When he was done he collapsed onto her chest, breath coming in hard gasps, musk filling the air around her and released his grip on her arms. Alice, able to move now, lifted her arm and with a strength she hadn’t realised she still had, grabbed his hair with one hand. Before he had a chance to react she pulled her left arm from beneath the sheet and sunk the fork into his neck. He yelped and tried to grab her hand. She used her adrenalin to raise her head and fastening her teeth around his nose, she bit as hard as she could, all the while remembering Baby Jane’s triumphant look, when she’d bitten off her nipple. Alice fed on her anger and kept biting, ignoring his scrabbling arms and the iron taste in her mouth. She stretched her other hand to her side and pressed the emergency button, before releasing her jaws. Using the last of her strength, she tipped him, still whimpering, onto the floor.
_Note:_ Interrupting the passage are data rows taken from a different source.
#[cfg(test)]
mod tests {
    use std::net::SocketAddr;
    use std::sync::Arc;
    use std::time::Duration;

    use tokio::sync::{mpsc, RwLock};

    use super::*;
    use crate::handlers::NOTIFY_REPEATS;
    use crate::model::player::{MESH_PLAYER_TIMEOUT, RELAY_HOST_TIMEOUT};
    use crate::model::session::{
        MESH_SESSION_TIMEOUT, MESH_STARTED_TIMEOUT, RELAY_SESSION_MAX_AGE,
    };
    use crate::model::{Player, RelayPlayer};
    use crate::registry::SessionRegistry;

    fn addr(port: u16) -> SocketAddr {
        format!("127.0.0.1:{port}").parse().unwrap()
    }

    fn channel() -> (Outbound, mpsc::Receiver<Outgoing>) {
        Outbound::channel(64)
    }

    fn drain(rx: &mut mpsc::Receiver<Outgoing>) -> Vec<Outgoing> {
        let mut out = Vec::new();
        while let Ok(msg) = rx.try_recv() {
            out.push(msg);
        }
        out
    }

    async fn mesh_session(
        registry: &SharedRegistry<MeshSession>,
        host_port: u16,
        peers: &[(&str, u16)],
    ) -> String {
        let mut reg = registry.write().await;
        let code = reg
            .create("ALICE", addr(host_port), 8, None)
            .unwrap()
            .core
            .code
            .clone();
        let session = reg.get_mut(&code).unwrap();
        for (name, port) in peers {
            session.core.add_player(Player::new(*name, addr(*port))).unwrap();
        }
        code
    }

    #[tokio::test]
    async fn test_mesh_session_sweep_only_expires_timed_out() {
        let registry = Arc::new(RwLock::new(SessionRegistry::new()));
        let (outbound, mut rx) = channel();

        let stale = mesh_session(&registry, 4000, &[("BOB", 4001)]).await;
        let fresh = mesh_session(&registry, 4100, &[]).await;
        registry
            .write()
            .await
            .get_mut(&stale)
            .unwrap()
            .backdate_created(MESH_SESSION_TIMEOUT + Duration::from_secs(1));

        let deleted = expire_mesh_sessions(&registry, &outbound).await;
        assert_eq!(deleted, 1);

        let reg = registry.read().await;
        assert!(reg.get(&stale).is_err());
        assert!(reg.get(&fresh).is_ok());

        let sent = drain(&mut rx);
        assert_eq!(sent.len(), 2);
        assert!(sent
            .iter()
            .all(|m| m.text == err::SESSION_TIMEOUT && m.repeats == NOTIFY_REPEATS));
    }

    #[tokio::test]
    async fn test_mesh_session_sweep_uses_started_clock_once_started() {
        let registry = Arc::new(RwLock::new(SessionRegistry::new()));
        let (outbound, _rx) = channel();

        let code = mesh_session(&registry, 4000, &[("BOB", 4001)]).await;
        {
            let mut reg = registry.write().await;
            let session = reg.get_mut(&code).unwrap();
            session.start();
            // Old by creation-time standards, but the started clock governs.
            session.backdate_created(MESH_SESSION_TIMEOUT + Duration::from_secs(1));
        }
        assert_eq!(expire_mesh_sessions(&registry, &outbound).await, 0);

        registry
            .write()
            .await
            .get_mut(&code)
            .unwrap()
            .backdate_started(MESH_STARTED_TIMEOUT + Duration::from_secs(1));
        assert_eq!(expire_mesh_sessions(&registry, &outbound).await, 1);
    }

    #[tokio::test]
    async fn test_mesh_player_sweep_removes_only_idle_players() {
        let registry = Arc::new(RwLock::new(SessionRegistry::new()));
        let (outbound, mut rx) = channel();

        let code = mesh_session(&registry, 4000, &[("BOB", 4001), ("CAROL", 4002)]).await;
        {
            let mut reg = registry.write().await;
            let session = reg.get_mut(&code).unwrap();
            session
                .core
                .player_mut("BOB")
                .unwrap()
                .backdate(MESH_PLAYER_TIMEOUT + Duration::from_secs(1));
        }

        let removed = expire_mesh_players(&registry, &outbound).await;
        assert_eq!(removed, 1);

        let reg = registry.read().await;
        let session = reg.get(&code).unwrap();
        assert!(!session.core.has_player("BOB"));
        assert!(session.core.has_player("CAROL"));
        assert_eq!(session.core.host().unwrap().name, "ALICE");

        let sent = drain(&mut rx);
        assert_eq!(sent.len(), 1);
        assert_eq!(sent[0].addr, addr(4001));
        assert_eq!(sent[0].text, err::PLAYER_TIMEOUT);
        assert_eq!(sent[0].repeats, NOTIFY_REPEATS);
    }

    #[tokio::test]
    async fn test_mesh_player_sweep_transfers_host_and_repoints() {
        let registry = Arc::new(RwLock::new(SessionRegistry::new()));
        let (outbound, _rx) = channel();

        let code = mesh_session(&registry, 4000, &[("BOB", 4001)]).await;
        registry
            .write()
            .await
            .get_mut(&code)
            .unwrap()
            .core
            .player_mut("ALICE")
            .unwrap()
            .backdate(MESH_PLAYER_TIMEOUT + Duration::from_secs(1));

        expire_mesh_players(&registry, &outbound).await;

        let reg = registry.read().await;
        let session = reg.get(&code).unwrap();
        assert_eq!(session.core.host().unwrap().name, "BOB");
        assert_eq!(reg.get_by_address(addr(4001)).unwrap().core.code, code);
        assert!(reg.get_by_address(addr(4000)).is_err());
    }

    #[tokio::test]
    async fn test_mesh_player_sweep_deletes_emptied_session() {
        let registry = Arc::new(RwLock::new(SessionRegistry::new()));
        let (outbound, _rx) = channel();

        let code = mesh_session(&registry, 4000, &[]).await;
        registry
            .write()
            .await
            .get_mut(&code)
            .unwrap()
            .core
            .player_mut("ALICE")
            .unwrap()
            .backdate(MESH_PLAYER_TIMEOUT + Duration::from_secs(1));

        expire_mesh_players(&registry, &outbound).await;
        assert!(registry.read().await.get(&code).is_err());
    }

    #[tokio::test]
    async fn test_relay_host_sweep_tears_down_session() {
        let registry: SharedRegistry<RelaySession> = Arc::new(RwLock::new(SessionRegistry::new()));
        let (outbound, mut rx) = channel();

        let code = {
            let mut reg = registry.write().await;
            let code = reg
                .create("ALICE", addr(5000), 4, None)
                .unwrap()
                .core
                .code
                .clone();
            let session = reg.get_mut(&code).unwrap();
            session
                .core
                .add_player(RelayPlayer::new("BOB", addr(5001)))
                .unwrap();
            session
                .core
                .player_mut("ALICE")
                .unwrap()
                .player
                .backdate(RELAY_HOST_TIMEOUT + Duration::from_secs(1));
            code
        };

        let deleted = expire_relay_hosts(&registry, &outbound).await;
        assert_eq!(deleted, 1);
        assert!(registry.read().await.get(&code).is_err());

        // Both the dead host and the stranded player hear about it.
        let sent = drain(&mut rx);
        assert_eq!(sent.len(), 2);
        assert!(sent.iter().all(|m| m.text == err::PLAYER_TIMEOUT));
        assert!(sent.iter().any(|m| m.addr == addr(5001)));
    }

    #[tokio::test]
    async fn test_relay_host_sweep_leaves_live_hosts_alone() {
        let registry: SharedRegistry<RelaySession> = Arc::new(RwLock::new(SessionRegistry::new()));
        let (outbound, _rx) = channel();

        registry
            .write()
            .await
            .create("ALICE", addr(5000), 4, None)
            .unwrap();

        assert_eq!(expire_relay_hosts(&registry, &outbound).await, 0);
        assert_eq!(registry.read().await.len(), 1);
    }

    #[tokio::test]
    async fn test_relay_session_sweep_enforces_age_cap() {
        let registry: SharedRegistry<RelaySession> = Arc::new(RwLock::new(SessionRegistry::new()));
        let (outbound, _rx) = channel();

        let code = {
            let mut reg = registry.write().await;
            reg.create("ALICE", addr(5000), 4, None)
                .unwrap()
                .core
                .code
                .clone()
        };
        assert_eq!(expire_relay_sessions(&registry, &outbound).await, 0);

        registry
            .write()
            .await
            .get_mut(&code)
            .unwrap()
            .backdate_created(RELAY_SESSION_MAX_AGE + Duration::from_secs(1));
        assert_eq!(expire_relay_sessions(&registry, &outbound).await, 1);
        assert!(registry.read().await.get(&code).is_err());
    }
}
Within seconds the door burst open and Alice’s nurse rushed through. She stopped dead, looking at the prison guard, trousers round his ankle, flaccid penis still with a condom on, nose gushing blood and plastic fork stuck in his neck. Moving to stand beside Alice, she took her phone from her pocket and dialled.
26
05:15 Titus Street, Saltaire
As he hobbled upstairs, Gus’ testicles throbbed like he’d been kicked by a shire horse. Going back into Alice’s office, he jammed the door wedge under the door with a force born of pain and frustration. The intruder had gone – he was sure of that – but no point in taking chances. At least if the door was open he’d hear any further break-in attempts. More importantly though, he’d be able to hear when the crime scene team arrived and head downstairs to meet them. He didn’t want them guessing he’d been searching through Alice’s stuff.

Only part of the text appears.